=== PROMPT ===
Using the data that follows, give the number of lines where the string "resolves" occurs, and nothing else.

─── INFORMATION SUPPLIED

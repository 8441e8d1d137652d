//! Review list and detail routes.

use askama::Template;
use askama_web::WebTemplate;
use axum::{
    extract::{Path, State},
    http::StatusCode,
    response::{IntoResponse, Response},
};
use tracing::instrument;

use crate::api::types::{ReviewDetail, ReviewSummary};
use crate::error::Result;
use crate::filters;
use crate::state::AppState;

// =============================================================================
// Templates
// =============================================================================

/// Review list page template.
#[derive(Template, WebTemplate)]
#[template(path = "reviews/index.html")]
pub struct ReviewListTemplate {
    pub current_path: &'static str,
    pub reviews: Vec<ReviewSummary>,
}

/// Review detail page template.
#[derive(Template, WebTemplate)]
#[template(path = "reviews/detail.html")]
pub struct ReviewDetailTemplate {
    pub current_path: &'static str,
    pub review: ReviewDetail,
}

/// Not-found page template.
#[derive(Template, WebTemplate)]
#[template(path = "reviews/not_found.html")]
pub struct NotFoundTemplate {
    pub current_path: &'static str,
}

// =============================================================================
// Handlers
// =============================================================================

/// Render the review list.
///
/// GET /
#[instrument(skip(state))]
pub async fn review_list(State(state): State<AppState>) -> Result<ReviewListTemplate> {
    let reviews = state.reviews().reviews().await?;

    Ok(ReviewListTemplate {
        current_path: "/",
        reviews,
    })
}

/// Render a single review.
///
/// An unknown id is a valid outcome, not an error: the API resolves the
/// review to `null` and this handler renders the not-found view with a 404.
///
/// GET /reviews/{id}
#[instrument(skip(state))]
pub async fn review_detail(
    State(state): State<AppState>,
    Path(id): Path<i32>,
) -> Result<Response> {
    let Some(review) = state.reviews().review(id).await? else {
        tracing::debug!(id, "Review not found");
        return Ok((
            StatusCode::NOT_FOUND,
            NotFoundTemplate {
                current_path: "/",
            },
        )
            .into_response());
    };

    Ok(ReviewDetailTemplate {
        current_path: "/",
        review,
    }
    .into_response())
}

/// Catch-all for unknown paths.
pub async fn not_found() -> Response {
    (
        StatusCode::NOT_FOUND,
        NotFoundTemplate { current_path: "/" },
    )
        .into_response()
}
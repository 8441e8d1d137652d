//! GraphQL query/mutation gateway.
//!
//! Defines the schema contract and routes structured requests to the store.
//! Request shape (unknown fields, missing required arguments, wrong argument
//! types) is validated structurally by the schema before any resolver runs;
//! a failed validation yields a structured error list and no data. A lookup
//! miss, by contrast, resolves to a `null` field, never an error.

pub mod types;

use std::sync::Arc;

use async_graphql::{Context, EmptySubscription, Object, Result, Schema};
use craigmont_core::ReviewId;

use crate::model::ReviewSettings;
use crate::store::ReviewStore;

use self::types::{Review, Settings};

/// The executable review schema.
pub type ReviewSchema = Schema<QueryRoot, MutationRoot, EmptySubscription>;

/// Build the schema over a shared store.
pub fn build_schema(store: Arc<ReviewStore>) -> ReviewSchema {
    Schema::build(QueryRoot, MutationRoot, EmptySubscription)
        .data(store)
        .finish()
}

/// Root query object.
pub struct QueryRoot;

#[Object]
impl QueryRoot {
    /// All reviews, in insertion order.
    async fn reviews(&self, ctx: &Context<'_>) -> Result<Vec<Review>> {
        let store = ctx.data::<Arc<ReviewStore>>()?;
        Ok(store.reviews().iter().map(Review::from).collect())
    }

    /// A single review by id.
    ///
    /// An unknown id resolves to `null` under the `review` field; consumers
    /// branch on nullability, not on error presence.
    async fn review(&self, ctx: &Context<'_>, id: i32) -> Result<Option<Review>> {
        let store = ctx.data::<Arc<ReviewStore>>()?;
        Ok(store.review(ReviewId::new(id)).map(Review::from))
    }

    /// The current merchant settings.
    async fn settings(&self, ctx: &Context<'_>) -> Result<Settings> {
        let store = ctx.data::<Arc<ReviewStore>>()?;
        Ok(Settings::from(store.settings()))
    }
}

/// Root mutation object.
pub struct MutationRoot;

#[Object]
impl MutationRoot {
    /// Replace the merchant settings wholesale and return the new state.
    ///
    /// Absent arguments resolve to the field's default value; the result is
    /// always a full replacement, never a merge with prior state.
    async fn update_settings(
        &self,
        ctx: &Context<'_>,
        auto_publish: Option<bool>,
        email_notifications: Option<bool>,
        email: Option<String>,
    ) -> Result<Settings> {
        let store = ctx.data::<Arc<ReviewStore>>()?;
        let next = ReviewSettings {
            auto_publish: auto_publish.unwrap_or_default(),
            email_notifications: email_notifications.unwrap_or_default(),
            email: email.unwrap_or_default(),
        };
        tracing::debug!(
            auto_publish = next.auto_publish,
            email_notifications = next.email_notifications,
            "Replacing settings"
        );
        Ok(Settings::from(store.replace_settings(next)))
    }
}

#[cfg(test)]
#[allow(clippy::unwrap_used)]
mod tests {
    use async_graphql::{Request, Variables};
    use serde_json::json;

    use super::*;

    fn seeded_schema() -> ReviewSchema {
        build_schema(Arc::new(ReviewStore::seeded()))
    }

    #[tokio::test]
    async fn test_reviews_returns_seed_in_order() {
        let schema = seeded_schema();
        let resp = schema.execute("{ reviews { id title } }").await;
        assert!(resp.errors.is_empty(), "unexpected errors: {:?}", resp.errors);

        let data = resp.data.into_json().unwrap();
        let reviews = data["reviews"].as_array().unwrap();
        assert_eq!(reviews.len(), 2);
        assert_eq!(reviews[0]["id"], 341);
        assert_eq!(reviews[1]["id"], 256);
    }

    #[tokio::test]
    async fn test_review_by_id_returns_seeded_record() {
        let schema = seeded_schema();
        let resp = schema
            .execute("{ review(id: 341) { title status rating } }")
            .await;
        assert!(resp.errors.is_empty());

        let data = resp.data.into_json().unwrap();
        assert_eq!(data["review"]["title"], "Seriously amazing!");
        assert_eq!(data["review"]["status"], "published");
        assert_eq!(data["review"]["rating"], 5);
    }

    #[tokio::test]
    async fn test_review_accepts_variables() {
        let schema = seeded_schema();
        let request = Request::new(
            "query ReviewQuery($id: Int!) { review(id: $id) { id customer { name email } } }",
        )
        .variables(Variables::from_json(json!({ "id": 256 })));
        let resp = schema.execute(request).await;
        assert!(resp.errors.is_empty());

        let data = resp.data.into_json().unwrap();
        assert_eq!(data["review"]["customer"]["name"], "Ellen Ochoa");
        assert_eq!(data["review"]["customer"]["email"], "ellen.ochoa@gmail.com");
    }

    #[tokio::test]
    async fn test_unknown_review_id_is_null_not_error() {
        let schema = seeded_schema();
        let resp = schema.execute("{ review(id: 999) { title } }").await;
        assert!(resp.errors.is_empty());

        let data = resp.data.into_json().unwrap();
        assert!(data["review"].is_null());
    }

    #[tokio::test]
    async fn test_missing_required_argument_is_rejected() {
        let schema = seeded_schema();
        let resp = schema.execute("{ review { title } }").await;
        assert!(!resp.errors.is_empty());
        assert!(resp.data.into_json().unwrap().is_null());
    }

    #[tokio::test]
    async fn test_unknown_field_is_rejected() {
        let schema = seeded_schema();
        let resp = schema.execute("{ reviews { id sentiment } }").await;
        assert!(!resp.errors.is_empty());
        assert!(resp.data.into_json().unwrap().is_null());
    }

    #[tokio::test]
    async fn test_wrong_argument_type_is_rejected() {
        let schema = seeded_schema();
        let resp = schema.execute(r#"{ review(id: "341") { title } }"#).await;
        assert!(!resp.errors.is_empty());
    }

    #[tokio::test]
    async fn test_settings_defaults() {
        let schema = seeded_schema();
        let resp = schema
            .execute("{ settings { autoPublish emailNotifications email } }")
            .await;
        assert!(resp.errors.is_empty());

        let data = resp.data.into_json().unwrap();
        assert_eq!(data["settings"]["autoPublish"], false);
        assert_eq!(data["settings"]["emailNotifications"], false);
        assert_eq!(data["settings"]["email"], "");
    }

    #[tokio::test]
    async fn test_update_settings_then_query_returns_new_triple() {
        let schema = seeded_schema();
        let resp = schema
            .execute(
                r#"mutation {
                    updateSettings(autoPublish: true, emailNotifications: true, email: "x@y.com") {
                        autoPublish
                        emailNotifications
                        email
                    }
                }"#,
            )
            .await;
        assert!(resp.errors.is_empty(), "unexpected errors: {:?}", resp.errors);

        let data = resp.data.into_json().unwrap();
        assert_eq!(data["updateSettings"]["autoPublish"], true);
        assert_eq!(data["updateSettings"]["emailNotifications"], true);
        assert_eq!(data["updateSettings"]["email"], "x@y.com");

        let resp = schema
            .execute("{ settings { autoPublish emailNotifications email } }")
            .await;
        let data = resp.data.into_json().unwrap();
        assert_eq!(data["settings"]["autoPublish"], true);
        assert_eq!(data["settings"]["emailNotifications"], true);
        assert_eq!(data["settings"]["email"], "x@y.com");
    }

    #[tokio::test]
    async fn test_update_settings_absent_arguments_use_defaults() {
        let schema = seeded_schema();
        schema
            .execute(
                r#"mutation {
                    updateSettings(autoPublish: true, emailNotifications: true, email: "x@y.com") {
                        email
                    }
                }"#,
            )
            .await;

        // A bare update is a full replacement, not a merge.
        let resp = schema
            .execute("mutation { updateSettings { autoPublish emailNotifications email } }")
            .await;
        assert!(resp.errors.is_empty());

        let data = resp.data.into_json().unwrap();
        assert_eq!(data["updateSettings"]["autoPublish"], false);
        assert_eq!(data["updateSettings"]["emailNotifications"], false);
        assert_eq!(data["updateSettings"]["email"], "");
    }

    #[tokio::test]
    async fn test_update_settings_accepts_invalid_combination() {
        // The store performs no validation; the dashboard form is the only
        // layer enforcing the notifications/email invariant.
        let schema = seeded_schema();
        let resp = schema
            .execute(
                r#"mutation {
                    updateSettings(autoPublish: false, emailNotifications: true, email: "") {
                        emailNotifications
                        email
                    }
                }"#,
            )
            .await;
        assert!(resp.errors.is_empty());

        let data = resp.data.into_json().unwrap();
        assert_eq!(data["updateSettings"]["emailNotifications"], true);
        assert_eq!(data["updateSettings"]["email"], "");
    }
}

──────

=== RESPONSE AREA ===
3